Stored data entries:
■ ■ ■ ■ ■ ■ ■
//! Numeric transforms module.
//!
//! Stateless transforms over `f64`: clamping, rounding to a number of
//! decimal places, normalization into a unit interval, linear interpolation,
//! and bounded random generation. Every transform rejects non-finite
//! arguments with a `NumberError`.

use crate::error::{NumberError, NumberResult};
use crate::validate::{ensure_decimals, ensure_number};
use rand::Rng;
use serde::{Deserialize, Serialize};
use std::fmt;
use std::str::FromStr;

/// Rounding policy used by [`round_to_precision`].
///
/// # Examples
///
/// ```rust
/// use numkit::transform::RoundingMode;
///
/// let mode: RoundingMode = "ceil".parse().unwrap();
/// assert_eq!(mode, RoundingMode::Ceil);
/// assert_eq!(RoundingMode::default(), RoundingMode::Nearest);
/// ```
#[derive(Debug, Clone, Copy, PartialEq, Eq, Hash, Default, Serialize, Deserialize)]
#[serde(rename_all = "lowercase")]
pub enum RoundingMode {
    /// Round to the nearest value; exact halves go toward positive infinity.
    #[default]
    #[serde(alias = "round")]
    Nearest,
    /// Always round toward positive infinity.
    Ceil,
    /// Always round toward negative infinity.
    Floor,
    /// Drop the fractional digits (round toward zero).
    Trunc,
}

impl RoundingMode {
    fn apply(self, value: f64) -> f64 {
        match self {
            RoundingMode::Nearest => round_half_up(value),
            RoundingMode::Ceil => value.ceil(),
            RoundingMode::Floor => value.floor(),
            RoundingMode::Trunc => value.trunc(),
        }
    }
}

impl FromStr for RoundingMode {
    type Err = NumberError;

    fn from_str(s: &str) -> Result<Self, Self::Err> {
        match s {
            "nearest" | "round" => Ok(RoundingMode::Nearest),
            "ceil" => Ok(RoundingMode::Ceil),
            "floor" => Ok(RoundingMode::Floor),
            "trunc" => Ok(RoundingMode::Trunc),
            other => Err(NumberError::new(format!("Invalid rounding mode: {other}"))),
        }
    }
}

impl fmt::Display for RoundingMode {
    fn fmt(&self, f: &mut fmt::Formatter<'_>) -> fmt::Result {
        let name = match self {
            RoundingMode::Nearest => "nearest",
            RoundingMode::Ceil => "ceil",
            RoundingMode::Floor => "floor",
            RoundingMode::Trunc => "trunc",
        };
        f.write_str(name)
    }
}

/// Magnitude (2^52) from which every `f64` is a whole number.
const INTEGRAL_THRESHOLD: f64 = 4_503_599_627_370_496.0;

/// Round to the nearest integer, sending exact halves toward positive infinity.
///
/// `f64::round` sends halves away from zero, which differs for negative values.
fn round_half_up(value: f64) -> f64 {
    let floor = value.floor();
    if value - floor >= 0.5 {
        floor + 1.0
    } else {
        floor
    }
}

/// Restrict `value` to the interval `[min, max]`.
///
/// When `min > max` the result is `max`.
///
/// # Examples
///
/// ```rust
/// use numkit::clamp;
///
/// assert_eq!(clamp(15.0, 0.0, 10.0).unwrap(), 10.0);
/// assert_eq!(clamp(-5.0, 0.0, 10.0).unwrap(), 0.0);
/// assert_eq!(clamp(5.0, 0.0, 10.0).unwrap(), 5.0);
/// assert!(clamp(f64::NAN, 0.0, 10.0).is_err());
/// ```
pub fn clamp(value: f64, min: f64, max: f64) -> NumberResult<f64> {
    ensure_number(value, "value")?;
    ensure_number(min, "minimum")?;
    ensure_number(max, "maximum")?;
    Ok(value.max(min).min(max))
}

/// Round `value` to `precision` decimal places using `mode`.
///
/// The value is scaled by `10^precision`, rounded, and scaled back. Values
/// too large to carry digits at that precision come back unchanged.
///
/// # Examples
///
/// ```rust
/// use numkit::{round_to_precision, RoundingMode};
///
/// assert_eq!(round_to_precision(3.14159, 2, RoundingMode::Nearest).unwrap(), 3.14);
/// assert_eq!(round_to_precision(3.141, 2, RoundingMode::Ceil).unwrap(), 3.15);
/// assert_eq!(round_to_precision(-3.149, 2, RoundingMode::Trunc).unwrap(), -3.14);
/// ```
pub fn round_to_precision(value: f64, precision: u32, mode: RoundingMode) -> NumberResult<f64> {
    ensure_number(value, "value")?;
    ensure_decimals(precision, "precision")?;
    let factor = 10_f64.powi(precision as i32);
    let scaled = value * factor;
    if !scaled.is_finite() || scaled.abs() >= INTEGRAL_THRESHOLD {
        return Ok(value);
    }
    Ok(mode.apply(scaled) / factor)
}

/// Map `value` onto the unit interval defined by `[min, max]`.
///
/// The result is not clamped: values outside the bounds map outside `[0, 1]`.
///
/// # Examples
///
/// ```rust
/// use numkit::normalize;
///
/// assert_eq!(normalize(5.0, 0.0, 10.0).unwrap(), 0.5);
/// assert_eq!(normalize(15.0, 0.0, 10.0).unwrap(), 1.5);
/// assert!(normalize(5.0, 10.0, 10.0).is_err());
/// ```
pub fn normalize(value: f64, min: f64, max: f64) -> NumberResult<f64> {
    ensure_number(value, "value")?;
    ensure_number(min, "minimum")?;
    ensure_number(max, "maximum")?;
    if min >= max {
        return Err(NumberError::new(format!(
            "Minimum must be less than maximum (min={min}, max={max})"
        )));
    }
    Ok((value - min) / (max - min))
}

/// Linearly interpolate between `start` and `end`.
///
/// `factor` must lie in `[0, 1]`.
///
/// # Examples
///
/// ```rust
/// use numkit::interpolate;
///
/// assert_eq!(interpolate(0.0, 100.0, 0.25).unwrap(), 25.0);
/// assert!(interpolate(0.0, 100.0, 1.5).is_err());
/// ```
pub fn interpolate(start: f64, end: f64, factor: f64) -> NumberResult<f64> {
    ensure_number(start, "start")?;
    ensure_number(end, "end")?;
    ensure_number(factor, "factor")?;
    if !(0.0..=1.0).contains(&factor) {
        return Err(NumberError::new(format!(
            "Interpolation factor must be between 0 and 1, got {factor}"
        )));
    }
    Ok(start + (end - start) * factor)
}

/// Generate a uniform random value in `[min, max]` rounded to `decimals` places.
///
/// Uses the thread-local generator. See [`random_with`] for a caller-supplied one.
pub fn random(min: f64, max: f64, decimals: u32) -> NumberResult<f64> {
    random_with(&mut rand::rng(), min, max, decimals)
}

/// Generate a uniform random value in `[min, max]` using `rng`.
///
/// # Examples
///
/// ```rust
/// use numkit::random_with;
/// use rand::SeedableRng;
///
/// let mut rng = rand::rngs::StdRng::seed_from_u64(7);
/// let value = random_with(&mut rng, 1.0, 2.0, 3).unwrap();
/// assert!((1.0..=2.0).contains(&value));
/// ```
pub fn random_with<R: Rng + ?Sized>(
    rng: &mut R,
    min: f64,
    max: f64,
    decimals: u32,
) -> NumberResult<f64> {
    ensure_number(min, "minimum")?;
    ensure_number(max, "maximum")?;
    ensure_decimals(decimals, "decimals")?;
    if min > max {
        return Err(NumberError::new(format!(
            "Minimum must not exceed maximum (min={min}, max={max})"
        )));
    }
    let sample: f64 = rng.random();
    // Expanded form keeps `max - min` from overflowing on wide bounds.
    let value = (min + sample * max - sample * min).max(min).min(max);
    round_to_precision(value, decimals, RoundingMode::Nearest)
}

#[cfg(test)]
mod tests {
    use super::*;
    use rand::SeedableRng;

    #[test]
    fn test_clamp_bounds() {
        assert_eq!(clamp(5.0, 0.0, 10.0).unwrap(), 5.0);
        assert_eq!(clamp(-1.0, 0.0, 10.0).unwrap(), 0.0);
        assert_eq!(clamp(11.0, 0.0, 10.0).unwrap(), 10.0);
    }

    #[test]
    fn test_clamp_inverted_bounds_returns_max() {
        assert_eq!(clamp(5.0, 10.0, 0.0).unwrap(), 0.0);
    }

    #[test]
    fn test_clamp_rejects_non_finite() {
        assert!(clamp(1.0, f64::NAN, 2.0).is_err());
        assert!(clamp(1.0, 0.0, f64::INFINITY).is_err());
    }

    #[test]
    fn test_round_modes() {
        assert_eq!(round_to_precision(2.345, 1, RoundingMode::Nearest).unwrap(), 2.3);
        assert_eq!(round_to_precision(2.5, 0, RoundingMode::Nearest).unwrap(), 3.0);
        assert_eq!(round_to_precision(-2.5, 0, RoundingMode::Nearest).unwrap(), -2.0);
        assert_eq!(round_to_precision(2.01, 0, RoundingMode::Ceil).unwrap(), 3.0);
        assert_eq!(round_to_precision(-2.01, 0, RoundingMode::Floor).unwrap(), -3.0);
        assert_eq!(round_to_precision(-2.99, 0, RoundingMode::Trunc).unwrap(), -2.0);
    }

    #[test]
    fn test_round_rejects_bad_precision() {
        assert!(round_to_precision(1.0, 21, RoundingMode::Nearest).is_err());
        assert!(round_to_precision(f64::NAN, 2, RoundingMode::Nearest).is_err());
    }

    #[test]
    fn test_round_large_values_unchanged() {
        assert_eq!(round_to_precision(1e300, 20, RoundingMode::Nearest).unwrap(), 1e300);
        assert_eq!(round_to_precision(-1e308, 2, RoundingMode::Floor).unwrap(), -1e308);
        assert_eq!(round_to_precision(1e16 + 2.0, 0, RoundingMode::Ceil).unwrap(), 1e16 + 2.0);
        assert_eq!(round_to_precision(123456.789, 20, RoundingMode::Trunc).unwrap(), 123456.789);
    }

    #[test]
    fn test_rounding_mode_parse() {
        assert_eq!("floor".parse::<RoundingMode>().unwrap(), RoundingMode::Floor);
        assert_eq!("round".parse::<RoundingMode>().unwrap(), RoundingMode::Nearest);
        assert!("sideways".parse::<RoundingMode>().is_err());
        assert_eq!(RoundingMode::Trunc.to_string(), "trunc");
    }

    #[test]
    fn test_normalize_unclamped() {
        assert_eq!(normalize(-5.0, 0.0, 10.0).unwrap(), -0.5);
        assert!(normalize(1.0, 2.0, 1.0).is_err());
    }

    #[test]
    fn test_interpolate_bounds() {
        assert_eq!(interpolate(10.0, 20.0, 0.0).unwrap(), 10.0);
        assert_eq!(interpolate(10.0, 20.0, 1.0).unwrap(), 20.0);
        assert!(interpolate(10.0, 20.0, -0.1).is_err());
    }

    #[test]
    fn test_random_seeded() {
        let mut rng = rand::rngs::StdRng::seed_from_u64(42);
        for _ in 0..100 {
            let value = random_with(&mut rng, -5.0, 5.0, 2).unwrap();
            assert!((-5.0..=5.0).contains(&value));
            assert_eq!(round_to_precision(value, 2, RoundingMode::Nearest).unwrap(), value);
        }
    }

    #[test]
    fn test_random_degenerate_and_invalid() {
        assert_eq!(random(3.0, 3.0, 0).unwrap(), 3.0);
        assert!(random(4.0, 3.0, 0).is_err());
        assert!(random(0.0, 1.0, 30).is_err());
    }

    #[test]
    fn test_random_full_range_stays_finite() {
        let mut rng = rand::rngs::StdRng::seed_from_u64(3);
        for _ in 0..100 {
            let value = random_with(&mut rng, -1e308, 1e308, 2).unwrap();
            assert!(value.is_finite());
            assert!((-1e308..=1e308).contains(&value));
        }
    }
}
■ ■ ■ ■ ■ ■ ■
== About this task ==
Take from the entries every line that has the string "NumberResult".

== Solution for this task ==
use crate::error::{NumberError, NumberResult};
pub fn clamp(value: f64, min: f64, max: f64) -> NumberResult<f64> {
pub fn round_to_precision(value: f64, precision: u32, mode: RoundingMode) -> NumberResult<f64> {
pub fn normalize(value: f64, min: f64, max: f64) -> NumberResult<f64> {
pub fn interpolate(start: f64, end: f64, factor: f64) -> NumberResult<f64> {
pub fn random(min: f64, max: f64, decimals: u32) -> NumberResult<f64> {
) -> NumberResult<f64> {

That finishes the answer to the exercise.